The Nomination Committee proposes that fees to non-employee members of the Board elected by the Meeting and non-employee members of the committees of the Board elected by the Meeting be paid as follows until the end of the Annual General Meeting 2023: SEK 2,250,000 to the Chairman of the Board (2021: SEK 2,175,000), SEK 750,000 each to the other board members (2021: SEK 725,000), SEK 270,000 to the Chairman of the Audit Committee (2021: SEK 260,000) and SEK 190,000 each to the other committee members (2021: SEK 185,000), SEK 115,000 to the Chairman of the Compensation Committee (2021: SEK 112,000) and SEK 110,000 each to the other committee members (2021: SEK 107,000), and SEK 220,000 to the Chairman of the Project Review Committee and to each of the other committee members (2021: SEK 215,000).

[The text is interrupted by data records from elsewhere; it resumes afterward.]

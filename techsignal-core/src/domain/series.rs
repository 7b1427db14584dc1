//! PriceSeries: the ordered daily history one analysis runs over.
//!
//! Bars are strictly ascending by date with no duplicates. Two constructors:
//! `new` rejects anything out of order or malformed, `canonicalize` repairs
//! provider output (drop insane bars, sort, dedupe) and logs what it dropped.

use super::bar::PriceBar;
use chrono::NaiveDate;
use serde::{Deserialize, Serialize};
use thiserror::Error;
use tracing::warn;

#[derive(Debug, Error, PartialEq)]
pub enum SeriesError {
    #[error("bar {index} ({date}) is not after the previous bar ({previous})")]
    OutOfOrder {
        index: usize,
        date: NaiveDate,
        previous: NaiveDate,
    },

    #[error("duplicate bar for {date}")]
    DuplicateDate { date: NaiveDate },

    #[error("bar for {date} failed OHLC sanity checks")]
    InsaneBar { date: NaiveDate },
}

/// Deserialized input goes through `PriceSeries::new`.
#[derive(Debug, Clone, PartialEq, Serialize, Deserialize)]
#[serde(try_from = "RawSeries")]
pub struct PriceSeries {
    symbol: String,
    bars: Vec<PriceBar>,
}

#[derive(Deserialize)]
struct RawSeries {
    symbol: String,
    bars: Vec<PriceBar>,
}

impl TryFrom<RawSeries> for PriceSeries {
    type Error = SeriesError;

    fn try_from(raw: RawSeries) -> Result<Self, Self::Error> {
        PriceSeries::new(raw.symbol, raw.bars)
    }
}

impl PriceSeries {
    /// Build a validated series. The symbol is upper-cased.
    pub fn new(symbol: impl Into<String>, bars: Vec<PriceBar>) -> Result<Self, SeriesError> {
        for (i, bar) in bars.iter().enumerate() {
            if !bar.is_sane() {
                return Err(SeriesError::InsaneBar { date: bar.date });
            }
            if i > 0 {
                let previous = bars[i - 1].date;
                if bar.date == previous {
                    return Err(SeriesError::DuplicateDate { date: bar.date });
                }
                if bar.date < previous {
                    return Err(SeriesError::OutOfOrder {
                        index: i,
                        date: bar.date,
                        previous,
                    });
                }
            }
        }

        Ok(Self {
            symbol: symbol.into().to_uppercase(),
            bars,
        })
    }

    /// Drop insane bars, sort by date, keep the first remaining bar of each date.
    pub fn canonicalize(symbol: impl Into<String>, mut bars: Vec<PriceBar>) -> Self {
        let symbol = symbol.into().to_uppercase();
        let received = bars.len();

        bars.retain(PriceBar::is_sane);
        let insane = received - bars.len();

        // stable sort keeps provider order within a date, so dedup keeps the first sane bar
        bars.sort_by_key(|b| b.date);
        bars.dedup_by_key(|b| b.date);
        let duplicates = received - insane - bars.len();

        if duplicates > 0 || insane > 0 {
            warn!(
                symbol = %symbol,
                duplicates,
                insane,
                kept = bars.len(),
                "dropped bars while canonicalizing series"
            );
        }

        Self { symbol, bars }
    }

    pub fn symbol(&self) -> &str {
        &self.symbol
    }

    pub fn bars(&self) -> &[PriceBar] {
        &self.bars
    }

    pub fn len(&self) -> usize {
        self.bars.len()
    }

    pub fn is_empty(&self) -> bool {
        self.bars.is_empty()
    }

    pub fn first(&self) -> Option<&PriceBar> {
        self.bars.first()
    }

    pub fn latest(&self) -> Option<&PriceBar> {
        self.bars.last()
    }

    /// The most recent `n` bars (all of them if the series is shorter).
    pub fn tail(&self, n: usize) -> &[PriceBar] {
        let start = self.bars.len().saturating_sub(n);
        &self.bars[start..]
    }

    /// Keep only the most recent `n` bars.
    pub fn truncate_to_last(mut self, n: usize) -> Self {
        let start = self.bars.len().saturating_sub(n);
        self.bars.drain(..start);
        self
    }

    pub fn closes(&self) -> Vec<f64> {
        self.bars.iter().map(|b| b.close).collect()
    }

    pub fn highs(&self) -> Vec<f64> {
        self.bars.iter().map(|b| b.high).collect()
    }

    pub fn lows(&self) -> Vec<f64> {
        self.bars.iter().map(|b| b.low).collect()
    }

    pub fn volumes(&self) -> Vec<f64> {
        self.bars.iter().map(|b| b.volume as f64).collect()
    }
}

#[cfg(test)]
mod tests {
    use super::*;

    fn bar(day: u32, close: f64) -> PriceBar {
        PriceBar {
            date: NaiveDate::from_ymd_opt(2024, 3, day).unwrap(),
            open: close,
            high: close + 1.0,
            low: close - 1.0,
            close,
            volume: 1_000,
        }
    }

    #[test]
    fn new_accepts_ascending_bars() {
        let series = PriceSeries::new("spy", vec![bar(1, 10.0), bar(2, 11.0)]).unwrap();
        assert_eq!(series.symbol(), "SPY");
        assert_eq!(series.len(), 2);
        assert_eq!(series.latest().unwrap().close, 11.0);
        assert_eq!(series.first().unwrap().close, 10.0);
    }

    #[test]
    fn new_accepts_empty() {
        let series = PriceSeries::new("SPY", vec![]).unwrap();
        assert!(series.is_empty());
        assert!(series.latest().is_none());
    }

    #[test]
    fn new_rejects_out_of_order() {
        let err = PriceSeries::new("SPY", vec![bar(2, 10.0), bar(1, 11.0)]).unwrap_err();
        assert!(matches!(err, SeriesError::OutOfOrder { index: 1, .. }));
    }

    #[test]
    fn new_rejects_duplicates() {
        let err = PriceSeries::new("SPY", vec![bar(1, 10.0), bar(1, 11.0)]).unwrap_err();
        assert!(matches!(err, SeriesError::DuplicateDate { .. }));
    }

    #[test]
    fn new_rejects_insane_bar() {
        let mut b = bar(1, 10.0);
        b.high = 5.0;
        let err = PriceSeries::new("SPY", vec![b]).unwrap_err();
        assert!(matches!(err, SeriesError::InsaneBar { .. }));
    }

    #[test]
    fn canonicalize_sorts_dedupes_and_drops() {
        let mut broken = bar(4, 13.0);
        broken.close = f64::NAN;
        let bars = vec![bar(3, 12.0), bar(1, 10.0), bar(3, 99.0), broken, bar(2, 11.0)];
        let series = PriceSeries::canonicalize("qqq", bars);

        assert_eq!(series.symbol(), "QQQ");
        assert_eq!(series.closes(), vec![10.0, 11.0, 12.0]);
    }

    #[test]
    fn canonicalize_keeps_sane_bar_behind_insane_duplicate() {
        let mut broken = bar(2, 50.0);
        broken.high = 1.0;
        let bars = vec![bar(1, 10.0), broken, bar(2, 11.0)];
        let series = PriceSeries::canonicalize("spy", bars);
        assert_eq!(series.closes(), vec![10.0, 11.0]);
    }

    #[test]
    fn deserialize_validates_like_new() {
        let good = PriceSeries::new("spy", vec![bar(1, 10.0), bar(2, 11.0)]).unwrap();
        let json = serde_json::to_string(&good).unwrap();
        let back: PriceSeries = serde_json::from_str(&json.replace("SPY", "spy")).unwrap();
        assert_eq!(back, good);

        let encode = |bars: Vec<PriceBar>| {
            serde_json::json!({ "symbol": "spy", "bars": bars }).to_string()
        };
        let mut insane = bar(2, 11.0);
        insane.high = 1.0;

        for bars in [
            vec![bar(2, 11.0), bar(1, 10.0)],
            vec![bar(1, 10.0), bar(1, 10.5)],
            vec![bar(1, 10.0), insane],
        ] {
            let err = serde_json::from_str::<PriceSeries>(&encode(bars)).unwrap_err();
            assert!(err.is_data(), "{err}");
        }
    }

    #[test]
    fn tail_and_truncate() {
        let bars = (1..=10).map(|d| bar(d, d as f64 + 10.0)).collect();
        let series = PriceSeries::new("SPY", bars).unwrap();
        assert_eq!(series.tail(3).len(), 3);
        assert_eq!(series.tail(30).len(), 10);
        assert_eq!(series.tail(3)[0].close, 18.0);

        let short = series.truncate_to_last(4);
        assert_eq!(short.closes(), vec![17.0, 18.0, 19.0, 20.0]);
    }

    #[test]
    fn column_accessors() {
        let series = PriceSeries::new("SPY", vec![bar(1, 10.0), bar(2, 11.0)]).unwrap();
        assert_eq!(series.highs(), vec![11.0, 12.0]);
        assert_eq!(series.lows(), vec![9.0, 10.0]);
        assert_eq!(series.volumes(), vec![1_000.0, 1_000.0]);
    }
}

This implies a proposed increase of the total remuneration of 3.2% (2021: 4.0%) on an unchanged number of board and committee members.

 

The Nomination Committee also proposes, like previous years, that the auditor fees shall be paid against approved account.

 

Item 12 - Election of members of the Board and of the Chairman of the Board

The Nomination Committee proposes for the period until the end of the Annual General Meeting 2023:

  • Re-election of Hans Biörck, Pär Boman, Jan Gurander, Fredrik Lundberg, Catherine Marcus and Åsa Söderström Winberg as members of the Board.
  • Election of Mats Hederos and Ann E. Massey as new members of the Board.
  • Re-election of Hans Biörck as Chairman of the Board.

 

Mats Hederos was born in 1957 and is a Swedish citizen. Mats Hederos has an extensive experience in commercial real estate investment and development in Sweden, but also in community investment and sustainability issues, both operationally and as board member. Mats Hederos is Chairman of the Board of Directors of Storföretagsrådet within Fastighetsägarna Sverige and member of the Board of Directors of Fastighetsägarna Sverige, Antilooppi Oy and Symcel AB. During the period 2010-2022, Mats Hederos was CEO of AMF Fastigheter. During the period 2003-2010, Mats Hederos held operational roles within AMF Pension and AP Fastigheter (today Vasakronan). Mats Hederos has also held position as investment banker within Enskilda Securities, SEB. Mats Hederos has a Master of Science from the Royal Institute of Technology in Stockholm, Sweden, and an Executive Programme in Resilience Thinking from the Stockholm Resilience Center at the Stockholm University, Sweden.

 

Ann E. Massey was born in 1954 and is an American citizen. Ann E. Massey has many years of experience from operational roles in the engineering, construction, and environmental industry in the US, and has thus an extensive experience in project management, operational matters, and business development in the engineering, construction, and environmental operations in the US. Ann E. Massey is member of the Board of Directors of Wood Programs and Kleinfelder Inc. and is doing consulting for Wood Group. Ann E. Massey was CEO and President of Environment & Infrastructure Solutions within Wood Group between 2017 and 2019. Ann E. Massey has also held various executive roles within AMEC Foster Wheeler. Ann E. Massey has a Master of Business Administration (M.B.A.), Accounting and Finance, and a Bachelor of Science (B.S.), Geology/Biology, from the Tennessee Technological University in the US. She also holds a Professional Geologist (PG) Certification.

 

The Nomination Committee’s motivated statement and information about the proposed members of the Board are available on the Company’s website www.group.skanska.com/ under the heading “Corporate Governance/Shareholders’ Meeting/AGM 2022”.

 

Item 13 - Election of auditor

The Nomination Committee proposes, in accordance with the recommendation by the Audit Committee, re-election of the registered accounting firm Ernst & Young AB as the Company’s external auditor for the period until the end of the Annual General Meeting 2023.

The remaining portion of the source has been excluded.